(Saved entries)
-*-

//! Wire format shared by the RCon client and the development server.
//!
//! Every datagram is framed as `"BE"` + CRC32(payload) in little-endian byte
//! order + payload. The payload always starts with `0xFF` followed by a type
//! byte. Sequence numbers are single bytes that wrap modulo 256.

use thiserror::Error;

pub const MAGIC: [u8; 2] = *b"BE";
pub const HEADER_LEN: usize = 6;
pub const PAYLOAD_MARKER: u8 = 0xFF;

pub const TYPE_LOGIN: u8 = 0x00;
pub const TYPE_COMMAND: u8 = 0x01;
pub const TYPE_MESSAGE: u8 = 0x02;

/// Marker byte following the sequence number of a multi-part response.
pub const MULTI_PART_MARKER: u8 = 0x00;

/// Receive buffer size. Servers keep responses well below this and split
/// anything larger into multi-part responses.
pub const MAX_DATAGRAM_SIZE: usize = 4096;

/// Offsets into the full datagram (header included).
const TYPE_OFFSET: usize = HEADER_LEN + 1;
const SEQUENCE_OFFSET: usize = HEADER_LEN + 2;
const BODY_OFFSET: usize = HEADER_LEN + 3;
const PART_TOTAL_OFFSET: usize = HEADER_LEN + 4;
const PART_INDEX_OFFSET: usize = HEADER_LEN + 5;
const PART_BODY_OFFSET: usize = HEADER_LEN + 6;

#[derive(Debug, Clone, PartialEq, Eq)]
pub enum Datagram {
    // Client to server
    LoginRequest {
        password: String,
    },
    Command {
        sequence: u8,
        text: String,
    },
    MessageAck {
        sequence: u8,
    },

    // Server to client
    LoginResponse {
        success: bool,
    },
    CommandAck {
        sequence: u8,
    },
    CommandResponse {
        sequence: u8,
        body: String,
    },
    CommandResponsePart {
        sequence: u8,
        index: u8,
        total: u8,
        fragment: Vec<u8>,
    },
    ConsoleMessage {
        sequence: u8,
        body: String,
    },
}

impl Datagram {
    pub fn sequence(&self) -> Option<u8> {
        match self {
            Datagram::LoginRequest { .. } | Datagram::LoginResponse { .. } => None,
            Datagram::Command { sequence, .. }
            | Datagram::MessageAck { sequence }
            | Datagram::CommandAck { sequence }
            | Datagram::CommandResponse { sequence, .. }
            | Datagram::CommandResponsePart { sequence, .. }
            | Datagram::ConsoleMessage { sequence, .. } => Some(*sequence),
        }
    }

    /// Builds the payload: everything after the 6-byte header.
    pub fn payload(&self) -> Vec<u8> {
        let mut payload = vec![PAYLOAD_MARKER];

        match self {
            Datagram::LoginRequest { password } => {
                payload.push(TYPE_LOGIN);
                payload.extend_from_slice(password.as_bytes());
            }
            Datagram::LoginResponse { success } => {
                payload.push(TYPE_LOGIN);
                payload.push(u8::from(*success));
            }
            Datagram::Command { sequence, text } => {
                payload.push(TYPE_COMMAND);
                payload.push(*sequence);
                payload.extend_from_slice(text.as_bytes());
            }
            Datagram::CommandAck { sequence } => {
                payload.push(TYPE_COMMAND);
                payload.push(*sequence);
            }
            Datagram::CommandResponse { sequence, body } => {
                payload.push(TYPE_COMMAND);
                payload.push(*sequence);
                payload.extend_from_slice(body.as_bytes());
            }
            Datagram::CommandResponsePart {
                sequence,
                index,
                total,
                fragment,
            } => {
                payload.push(TYPE_COMMAND);
                payload.push(*sequence);
                payload.push(MULTI_PART_MARKER);
                payload.push(*total);
                payload.push(*index);
                payload.extend_from_slice(fragment);
            }
            Datagram::ConsoleMessage { sequence, body } => {
                payload.push(TYPE_MESSAGE);
                payload.push(*sequence);
                payload.extend_from_slice(body.as_bytes());
            }
            Datagram::MessageAck { sequence } => {
                payload.push(TYPE_MESSAGE);
                payload.push(*sequence);
            }
        }

        payload
    }
}

#[derive(Debug, Clone, PartialEq, Eq, Error)]
pub enum DecodeError {
    #[error("datagram too short ({0} bytes)")]
    TooShort(usize),
    #[error("datagram does not start with \"BE\"")]
    BadMagic,
    #[error("checksum mismatch: header says {expected:#010x}, payload hashes to {actual:#010x}")]
    ChecksumMismatch { expected: u32, actual: u32 },
    #[error("payload does not start with 0xFF")]
    MissingMarker,
    #[error("unknown datagram type {0:#04x}")]
    UnknownType(u8),
    #[error("malformed datagram: {0}")]
    Malformed(&'static str),
}

impl DecodeError {
    /// Corruption in transit, as opposed to a well-formed datagram that
    /// breaks the protocol.
    pub fn is_checksum(&self) -> bool {
        matches!(self, DecodeError::ChecksumMismatch { .. })
    }
}

/// CRC32 (reflected polynomial 0xEDB88320, seed 0xFFFFFFFF, complemented).
pub fn checksum(payload: &[u8]) -> u32 {
    crc32fast::hash(payload)
}

/// Wraps a payload in the `"BE"` + checksum header.
pub fn frame(payload: &[u8]) -> Vec<u8> {
    let mut bytes = Vec::with_capacity(HEADER_LEN + payload.len());
    bytes.extend_from_slice(&MAGIC);
    bytes.extend_from_slice(&checksum(payload).to_le_bytes());
    bytes.extend_from_slice(payload);
    bytes
}

pub fn encode(datagram: &Datagram) -> Vec<u8> {
    frame(&datagram.payload())
}

/// Decodes a datagram sent by the server.
pub fn decode(bytes: &[u8]) -> Result<Datagram, DecodeError> {
    if bytes.len() <= SEQUENCE_OFFSET {
        return Err(DecodeError::TooShort(bytes.len()));
    }
    verify(bytes)?;

    let sequence = bytes[SEQUENCE_OFFSET];

    match bytes[TYPE_OFFSET] {
        TYPE_LOGIN => Ok(Datagram::LoginResponse {
            success: sequence == 1,
        }),
        TYPE_COMMAND => {
            if bytes.len() == BODY_OFFSET {
                return Ok(Datagram::CommandAck { sequence });
            }

            if bytes[BODY_OFFSET] != MULTI_PART_MARKER {
                return Ok(Datagram::CommandResponse {
                    sequence,
                    body: text(&bytes[BODY_OFFSET..]),
                });
            }

            if bytes.len() < PART_BODY_OFFSET {
                return Err(DecodeError::Malformed("truncated multi-part header"));
            }

            let total = bytes[PART_TOTAL_OFFSET];
            let index = bytes[PART_INDEX_OFFSET];
            if total == 0 {
                return Err(DecodeError::Malformed("multi-part response with zero parts"));
            }
            if index >= total {
                return Err(DecodeError::Malformed("part index out of range"));
            }

            Ok(Datagram::CommandResponsePart {
                sequence,
                index,
                total,
                fragment: bytes[PART_BODY_OFFSET..].to_vec(),
            })
        }
        TYPE_MESSAGE => Ok(Datagram::ConsoleMessage {
            sequence,
            body: text(&bytes[BODY_OFFSET..]),
        }),
        other => Err(DecodeError::UnknownType(other)),
    }
}

/// Decodes a datagram sent by a client.
pub fn decode_request(bytes: &[u8]) -> Result<Datagram, DecodeError> {
    if bytes.len() < SEQUENCE_OFFSET {
        return Err(DecodeError::TooShort(bytes.len()));
    }
    verify(bytes)?;

    match bytes[TYPE_OFFSET] {
        TYPE_LOGIN => Ok(Datagram::LoginRequest {
            password: text(&bytes[SEQUENCE_OFFSET..]),
        }),
        TYPE_COMMAND => {
            let sequence = *bytes
                .get(SEQUENCE_OFFSET)
                .ok_or(DecodeError::Malformed("command without sequence number"))?;
            Ok(Datagram::Command {
                sequence,
                text: text(&bytes[BODY_OFFSET.min(bytes.len())..]),
            })
        }
        TYPE_MESSAGE => {
            let sequence = *bytes
                .get(SEQUENCE_OFFSET)
                .ok_or(DecodeError::Malformed("acknowledgement without sequence number"))?;
            Ok(Datagram::MessageAck { sequence })
        }
        other => Err(DecodeError::UnknownType(other)),
    }
}

fn verify(bytes: &[u8]) -> Result<(), DecodeError> {
    if bytes[..2] != MAGIC {
        return Err(DecodeError::BadMagic);
    }

    let expected = u32::from_le_bytes([bytes[2], bytes[3], bytes[4], bytes[5]]);
    let actual = checksum(&bytes[HEADER_LEN..]);
    if expected != actual {
        return Err(DecodeError::ChecksumMismatch { expected, actual });
    }

    if bytes[HEADER_LEN] != PAYLOAD_MARKER {
        return Err(DecodeError::MissingMarker);
    }

    Ok(())
}

fn text(bytes: &[u8]) -> String {
    String::from_utf8_lossy(bytes).into_owned()
}

#[cfg(test)]
mod tests {
    use super::*;

    #[test]
    fn test_checksum_reference_value() {
        assert_eq!(checksum(b"123456789"), 0xCBF4_3926);
    }

    #[test]
    fn test_login_request_layout() {
        let bytes = encode(&Datagram::LoginRequest {
            password: "secret".to_string(),
        });

        assert_eq!(&bytes[..2], b"BE");
        assert_eq!(&bytes[6..8], &[0xFF, 0x00]);
        assert_eq!(&bytes[8..], b"secret");

        let crc = checksum(&bytes[6..]).to_be_bytes();
        assert_eq!(&bytes[2..6], &[crc[3], crc[2], crc[1], crc[0]]);
    }

    #[test]
    fn test_command_layout() {
        let bytes = encode(&Datagram::Command {
            sequence: 7,
            text: "players".to_string(),
        });

        assert_eq!(&bytes[6..9], &[0xFF, 0x01, 7]);
        assert_eq!(&bytes[9..], b"players");
    }

    #[test]
    fn test_decode_login_response() {
        let ok = frame(&[0xFF, 0x00, 0x01]);
        let denied = frame(&[0xFF, 0x00, 0x00]);

        assert_eq!(decode(&ok), Ok(Datagram::LoginResponse { success: true }));
        assert_eq!(decode(&denied), Ok(Datagram::LoginResponse { success: false }));
    }

    #[test]
    fn test_decode_bare_ack() {
        let bytes = frame(&[0xFF, 0x01, 0x2A]);
        assert_eq!(bytes.len(), 9);
        assert_eq!(decode(&bytes), Ok(Datagram::CommandAck { sequence: 42 }));
    }

    #[test]
    fn test_decode_single_response() {
        let mut payload = vec![0xFF, 0x01, 0x03];
        payload.extend_from_slice(b"Players on server:");

        match decode(&frame(&payload)).unwrap() {
            Datagram::CommandResponse { sequence, body } => {
                assert_eq!(sequence, 3);
                assert_eq!(body, "Players on server:");
            }
            other => panic!("Unexpected datagram: {:?}", other),
        }
    }

    #[test]
    fn test_decode_multi_part_header() {
        let mut payload = vec![0xFF, 0x01, 0x05, 0x00, 0x03, 0x01];
        payload.extend_from_slice(b"middle");

        assert_eq!(
            decode(&frame(&payload)),
            Ok(Datagram::CommandResponsePart {
                sequence: 5,
                index: 1,
                total: 3,
                fragment: b"middle".to_vec(),
            })
        );
    }

    #[test]
    fn test_decode_multi_part_rejects_bad_header() {
        let truncated = frame(&[0xFF, 0x01, 0x05, 0x00, 0x03]);
        assert!(matches!(decode(&truncated), Err(DecodeError::Malformed(_))));

        let out_of_range = frame(&[0xFF, 0x01, 0x05, 0x00, 0x03, 0x03, b'x']);
        assert!(matches!(decode(&out_of_range), Err(DecodeError::Malformed(_))));

        let zero_parts = frame(&[0xFF, 0x01, 0x05, 0x00, 0x00, 0x00, b'x']);
        assert!(matches!(decode(&zero_parts), Err(DecodeError::Malformed(_))));
    }

    #[test]
    fn test_decode_console_message() {
        let mut payload = vec![0xFF, 0x02, 0x09];
        payload.extend_from_slice(b"Player #1 connected");

        assert_eq!(
            decode(&frame(&payload)),
            Ok(Datagram::ConsoleMessage {
                sequence: 9,
                body: "Player #1 connected".to_string(),
            })
        );
    }

    #[test]
    fn test_decode_unknown_type() {
        let bytes = frame(&[0xFF, 0x07, 0x00]);
        assert_eq!(decode(&bytes), Err(DecodeError::UnknownType(0x07)));
    }

    #[test]
    fn test_decode_too_short() {
        assert_eq!(decode(&[]), Err(DecodeError::TooShort(0)));
        assert_eq!(
            decode(&frame(&[0xFF, 0x01])),
            Err(DecodeError::TooShort(8))
        );
    }

    #[test]
    fn test_decode_bad_magic() {
        let mut bytes = frame(&[0xFF, 0x01, 0x00]);
        bytes[0] = b'X';
        assert_eq!(decode(&bytes), Err(DecodeError::BadMagic));
    }

    #[test]
    fn test_decode_missing_marker() {
        let bytes = frame(&[0xFE, 0x01, 0x00]);
        assert_eq!(decode(&bytes), Err(DecodeError::MissingMarker));
    }

    #[test]
    fn test_any_flipped_payload_byte_fails_checksum() {
        let bytes = encode(&Datagram::CommandResponse {
            sequence: 200,
            body: "Missions on server:\nAltis".to_string(),
        });

        for position in HEADER_LEN..bytes.len() {
            let mut tampered = bytes.clone();
            tampered[position] ^= 0x01;

            let error = decode(&tampered).unwrap_err();
            assert!(error.is_checksum(), "byte {} not detected: {}", position, error);
        }
    }

    #[test]
    fn test_server_datagrams_roundtrip() {
        let datagrams = vec![
            Datagram::LoginResponse { success: true },
            Datagram::CommandAck { sequence: 255 },
            Datagram::CommandResponse {
                sequence: 0,
                body: "Players on server:".to_string(),
            },
            Datagram::CommandResponsePart {
                sequence: 12,
                index: 9,
                total: 10,
                fragment: b"last part".to_vec(),
            },
            Datagram::ConsoleMessage {
                sequence: 1,
                body: "RCon admin #0 logged in".to_string(),
            },
            Datagram::ConsoleMessage {
                sequence: 2,
                body: String::new(),
            },
        ];

        for datagram in datagrams {
            assert_eq!(decode(&encode(&datagram)), Ok(datagram));
        }
    }

    #[test]
    fn test_client_datagrams_roundtrip() {
        let datagrams = vec![
            Datagram::LoginRequest {
                password: "secret".to_string(),
            },
            Datagram::Command {
                sequence: 128,
                text: "say -1 hello".to_string(),
            },
            Datagram::Command {
                sequence: 3,
                text: String::new(),
            },
            Datagram::MessageAck { sequence: 77 },
        ];

        for datagram in datagrams {
            assert_eq!(decode_request(&encode(&datagram)), Ok(datagram));
        }
    }

    #[test]
    fn test_sequence_accessor() {
        assert_eq!(Datagram::LoginResponse { success: false }.sequence(), None);
        assert_eq!(Datagram::MessageAck { sequence: 4 }.sequence(), Some(4));
    }
}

-*-

For the entries above, say how many lines contain the word "MessageAck", giving the number alone.

6